覚恕法親王(かくじょほっしんのう)様!織田軍が攻めてまいりました。どうか我らに従いお逃げ下さりますよう!」


 俺の声を聞いて、伝清(でんせい)が中から現れ、木の焼ける臭いを嗅いで顔をしかめた。


「伝清殿!我らを信じて共にお逃げ下さいませぬか!」


 俺の言葉を聞いて躊躇いの表情を見せた伝清。しかし、直ぐに座主様が中から出てきて俺を睨み付けた。

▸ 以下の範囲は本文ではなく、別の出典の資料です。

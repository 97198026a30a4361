//! Archive trait and shared result types.

use crate::error::{MoeaError, MoeaResult};
use crate::solution::{Evaluated, Solution, Variable};

#[cfg(feature = "serde")]
use serde::{Deserialize, Serialize};

/// Outcome of offering a solution to an archive.
#[derive(Debug, Clone, Copy, PartialEq, Eq)]
#[cfg_attr(feature = "serde", derive(Serialize, Deserialize))]
pub enum AddOutcome {
    /// The candidate was dominated or lost a tie; the archive is unchanged.
    Rejected,
    /// The candidate was stored after evicting `replaced` entries.
    Added { replaced: usize },
}

impl AddOutcome {
    /// Returns `true` if the candidate was stored.
    pub fn is_added(&self) -> bool {
        matches!(self, AddOutcome::Added { .. })
    }

    /// Number of evicted entries (0 when rejected).
    pub fn replaced(&self) -> usize {
        match self {
            AddOutcome::Added { replaced } => *replaced,
            AddOutcome::Rejected => 0,
        }
    }
}

/// Improvement counters maintained across the archive's lifetime.
#[derive(Debug, Clone, Copy, Default, PartialEq, Eq)]
#[cfg_attr(feature = "serde", derive(Serialize, Deserialize))]
pub struct ArchiveStats {
    /// Candidates offered.
    pub offered: u64,
    /// Candidates accepted.
    pub improvements: u64,
    /// Accepted candidates that opened a new box or dominated a retained
    /// entry, as opposed to only displacing a same-box occupant.
    pub dominating_improvements: u64,
}

/// One exported archive entry, detached from the archive.
#[derive(Debug, Clone, PartialEq)]
#[cfg_attr(feature = "serde", derive(Serialize, Deserialize))]
pub struct ArchiveRecord {
    pub objectives: Vec<f64>,
    pub constraints: Vec<f64>,
    pub variables: Vec<Variable>,
}

impl From<&Solution> for ArchiveRecord {
    fn from(s: &Solution) -> Self {
        Self {
            objectives: s.objectives().to_vec(),
            constraints: s.constraints().to_vec(),
            variables: s.variables().to_vec(),
        }
    }
}

/// A mutable approximation set fed one solution at a time.
pub trait Archive: Send {
    /// Offers `solution`, returning whether it was kept.
    ///
    /// # Errors
    ///
    /// Dimension errors when `solution` does not match the archive's
    /// established objective or constraint width.
    fn try_add(&mut self, solution: Solution) -> MoeaResult<AddOutcome>;

    /// Retained solutions, in insertion order.
    fn solutions(&self) -> &[Solution];

    /// Lifetime counters.
    fn stats(&self) -> ArchiveStats;

    /// Offers `solution`, failing fast on a dimension mismatch.
    ///
    /// # Panics
    ///
    /// Panics with the [`MoeaError`] message if [`try_add`](Self::try_add)
    /// fails.
    fn add(&mut self, solution: Solution) -> AddOutcome {
        self.try_add(solution).unwrap_or_else(|err| panic!("{err}"))
    }

    /// Offers every solution in order; returns how many were accepted.
    fn add_all<I>(&mut self, solutions: I) -> usize
    where
        I: IntoIterator<Item = Solution>,
        Self: Sized,
    {
        solutions
            .into_iter()
            .map(|s| self.add(s))
            .filter(AddOutcome::is_added)
            .count()
    }

    /// Number of retained solutions.
    fn len(&self) -> usize {
        self.solutions().len()
    }

    /// Returns `true` if nothing is retained.
    fn is_empty(&self) -> bool {
        self.solutions().is_empty()
    }

    /// Detached copies of the retained entries.
    fn export(&self) -> Vec<ArchiveRecord> {
        self.solutions().iter().map(ArchiveRecord::from).collect()
    }

    /// Objective vectors of the retained entries.
    fn objectives_matrix(&self) -> Vec<Vec<f64>> {
        self.solutions()
            .iter()
            .map(|s| s.objectives().to_vec())
            .collect()
    }
}

/// Established widths of an archive; fixed by the first accepted call.
#[derive(Debug, Clone, Copy, Default, PartialEq, Eq)]
pub(crate) struct Dimensions {
    width: Option<(usize, usize)>,
}

impl Dimensions {
    pub(crate) fn fixed(objectives: usize, constraints: usize) -> Self {
        Self {
            width: Some((objectives, constraints)),
        }
    }

    pub(crate) fn objectives(&self) -> Option<usize> {
        self.width.map(|(m, _)| m)
    }

    /// Checks `solution` against the established widths, establishing them
    /// on first use.
    pub(crate) fn check(&mut self, solution: &Solution) -> MoeaResult<()> {
        let actual = (solution.objective_count(), solution.constraint_count());
        match self.width {
            None => {
                self.width = Some(actual);
                Ok(())
            }
            Some((m, _)) if m != actual.0 => Err(MoeaError::ObjectiveCountMismatch {
                expected: m,
                actual: actual.0,
            }),
            Some((_, c)) if c != actual.1 => Err(MoeaError::ConstraintCountMismatch {
                expected: c,
                actual: actual.1,
            }),
            Some(_) => Ok(()),
        }
    }
}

「…いつぞやの武士(もののふ)か。もう遭わぬと思うていたのだが。そんなに私を織田家の元に連れて行きたいのか?」


「そのような悠長なことを言っておられません!織田軍は直ぐにでもここまでやってきます!早くお逃げ下され!我らは座主様が求められる場所にお連れ致します故!」


「ならば…私はここに居る!」


 天邪鬼すぎる!俺はぶん殴りたい気持ちを何とか抑えた。


「法親王様!初めてお目に掛かります。美濃前田の僧、玄以と申します。此度は山科の古渡様に無理を言ってこの者共とまかり越して御座います。」


 玄以様が俺の隣に平伏し座主様に御声をかけた。座主様は玄以様の衣服を見て目を細める。


「何用か?」


「数年前に私は修行僧として叡山を訪れました。そのころから叡山に住まう僧は堕落し、欲にまみれており…私は直ぐにここを立ち去りました。」


「…で?」


「この現状は天台宗を修る僧であれば誰もが知ることに御座ります。そしてその座主はこの現状を変えうることのできる唯一の御方と信じておりました。」


「……。」


「ですが、私の調べた限り貴方様は座主となられても何一つ行っておりませぬ!」


 玄以様がまさかの弾劾!俺は慌てて「玄以様!」と怒鳴った。


「この者の話を否定される前に御身のこれまでの行いをご否定なされませ!でなければ釣り合いが取れませぬ!」


「待たれよ!玄以様、戦場に立ち会うておかしくなられたか!座主様に何たる物言い「黙れ!」」


 俺は玄以様に一喝された。


「座主様、今からでも遅くは御座いませぬ。延暦寺のため、天台宗のため、次の座主様のため、我らに従われませ!」


 玄以様の話を聞いた座主様はニヤリと笑った。悪意のある笑み。


「私はここに居る。私が助かるかどうかは私が決める事ではない。…全ては御仏が決める事。」


 そう言うと奥へと消えて行った。それを見た玄以様は両拳で地面を殴りつけた。


「玄以様、そのお怒りはご尤も。されど今はここをお守りするのが最優先!間もなく瀬田衆がここに到着します。瀬田衆には織田の旗を持たせております。それさえここに建てれば安全になるはず。」


 俺の言葉に玄以様は歯ぎしりをしながらも肯いた。よほど座主様の態度に腹を立てたらしい。それにしても玄以様も中々のお人だ。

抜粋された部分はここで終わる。